The town of Kandanos and its surrounding area suffered particularly badly from German occupation during World War II. During the Battle of Crete, resistance fighters had held advancing German soldiers for two days, preventing them from reaching Palaiochora to secure it. In retribution the occupiers razed the village to the ground and erected a sign: "Here stood Kandanos, destroyed in retribution for the murder of 25 German soldiers, never to be rebuilt again."

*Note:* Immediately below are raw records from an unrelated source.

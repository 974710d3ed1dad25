//! Merging config layers.
//!
//! Layers are combined as raw [`toml::Value`] trees before deserializing, so
//! a key a file leaves out keeps whatever the layer below it said.

use std::collections::HashMap;

/// Where a value came from.
#[derive(Debug, Clone, PartialEq, Eq)]
pub enum ConfigLayer {
    /// Compiled-in defaults (`defaults.toml`).
    Defaults,
    /// System-wide configuration (`/etc/shlink/config.toml`).
    System,
    /// User-level configuration (`~/.shlink/config.toml`).
    User,
    /// A file named explicitly on the command line.
    Explicit(String),
    /// Environment variable fallback.
    Environment,
}

impl std::fmt::Display for ConfigLayer {
    fn fmt(&self, f: &mut std::fmt::Formatter<'_>) -> std::fmt::Result {
        match self {
            Self::Defaults => write!(f, "defaults"),
            Self::System => write!(f, "system (/etc/shlink/config.toml)"),
            Self::User => write!(f, "user (~/.shlink/config.toml)"),
            Self::Explicit(path) => write!(f, "file ({path})"),
            Self::Environment => write!(f, "environment variable"),
        }
    }
}

/// Dotted field path (`tokens.ttl_secs`) to the layer that last set it.
pub type FieldSources = HashMap<String, ConfigLayer>;

/// Lay `top` over `base` and credit every leaf it sets to `layer`.
///
/// Tables combine key by key. Anything else in `top`, arrays included,
/// replaces what was below it outright.
pub fn apply_layer(
    base: &mut toml::Value,
    top: &toml::Value,
    layer: &ConfigLayer,
    sources: &mut FieldSources,
) {
    apply_at(base, top, &mut String::new(), layer, sources);
}

/// Credit every leaf of `value` to `layer`. Used for the defaults, which
/// have nothing underneath them.
pub fn attribute(value: &toml::Value, layer: &ConfigLayer, sources: &mut FieldSources) {
    attribute_at(value, &mut String::new(), layer, sources);
}

fn apply_at(
    base: &mut toml::Value,
    top: &toml::Value,
    path: &mut String,
    layer: &ConfigLayer,
    sources: &mut FieldSources,
) {
    let (toml::Value::Table(below), toml::Value::Table(above)) = (&mut *base, top) else {
        *base = top.clone();
        attribute_at(top, path, layer, sources);
        return;
    };
    for (key, value) in above {
        let mark = push_segment(path, key);
        match below.get_mut(key) {
            Some(existing) => apply_at(existing, value, path, layer, sources),
            None => {
                below.insert(key.clone(), value.clone());
                attribute_at(value, path, layer, sources);
            },
        }
        path.truncate(mark);
    }
}

fn attribute_at(
    value: &toml::Value,
    path: &mut String,
    layer: &ConfigLayer,
    sources: &mut FieldSources,
) {
    match value {
        toml::Value::Table(table) => {
            for (key, child) in table {
                let mark = push_segment(path, key);
                attribute_at(child, path, layer, sources);
                path.truncate(mark);
            }
        },
        _ => {
            sources.insert(path.clone(), layer.clone());
        },
    }
}

/// Append `.key` (or `key` at the root) and return the length to truncate
/// back to.
fn push_segment(path: &mut String, key: &str) -> usize {
    let mark = path.len();
    if !path.is_empty() {
        path.push('.');
    }
    path.push_str(key);
    mark
}

#[cfg(test)]
mod tests {
    use super::*;

    fn parse(s: &str) -> toml::Value {
        toml::from_str(s).unwrap()
    }

    #[test]
    fn test_unset_fields_survive() {
        let mut base = parse("[tokens]\nttl_secs = 300\n[server]\nport = 3000\n");
        let mut sources = FieldSources::new();
        apply_layer(
            &mut base,
            &parse("[server]\nport = 8080\n"),
            &ConfigLayer::System,
            &mut sources,
        );

        assert_eq!(base["server"]["port"].as_integer(), Some(8080));
        assert_eq!(base["tokens"]["ttl_secs"].as_integer(), Some(300));
        assert_eq!(sources.len(), 1);
    }

    #[test]
    fn test_arrays_replaced_whole() {
        let mut base = parse("[logging]\ndirectives = [\"a=debug\", \"c=info\"]\n");
        apply_layer(
            &mut base,
            &parse("[logging]\ndirectives = [\"b=warn\"]\n"),
            &ConfigLayer::User,
            &mut FieldSources::new(),
        );
        let directives = base["logging"]["directives"].as_array().unwrap();
        assert_eq!(directives, &vec![toml::Value::String("b=warn".to_owned())]);
    }

    #[test]
    fn test_sources_follow_last_writer() {
        let mut base = parse("[server]\nport = 3000\n");
        let mut sources = FieldSources::new();
        attribute(&base, &ConfigLayer::Defaults, &mut sources);

        apply_layer(
            &mut base,
            &parse("[server]\npublic_url = \"https://x\"\n[links]\nmax_claim_limit = 3\n"),
            &ConfigLayer::User,
            &mut sources,
        );

        assert_eq!(sources.get("server.port"), Some(&ConfigLayer::Defaults));
        assert_eq!(sources.get("server.public_url"), Some(&ConfigLayer::User));
        assert_eq!(sources.get("links.max_claim_limit"), Some(&ConfigLayer::User));
    }
}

The town was rebuilt however, and the sign retained in a war memorial. Several of the Byzantine churches and their frescoes were restored. Germany donated waterworks after the war to the village and former soldiers stationed there returned in reconciliation.

Facilities include a health centre, a police station, a bank, a post-office, a pharmacy, and some shops, taverns and cafes. The municipality also includes 28 villages, like Anisaraki, Koufalotos, Plemeniana, Kadhros, Kakodiki and Floria.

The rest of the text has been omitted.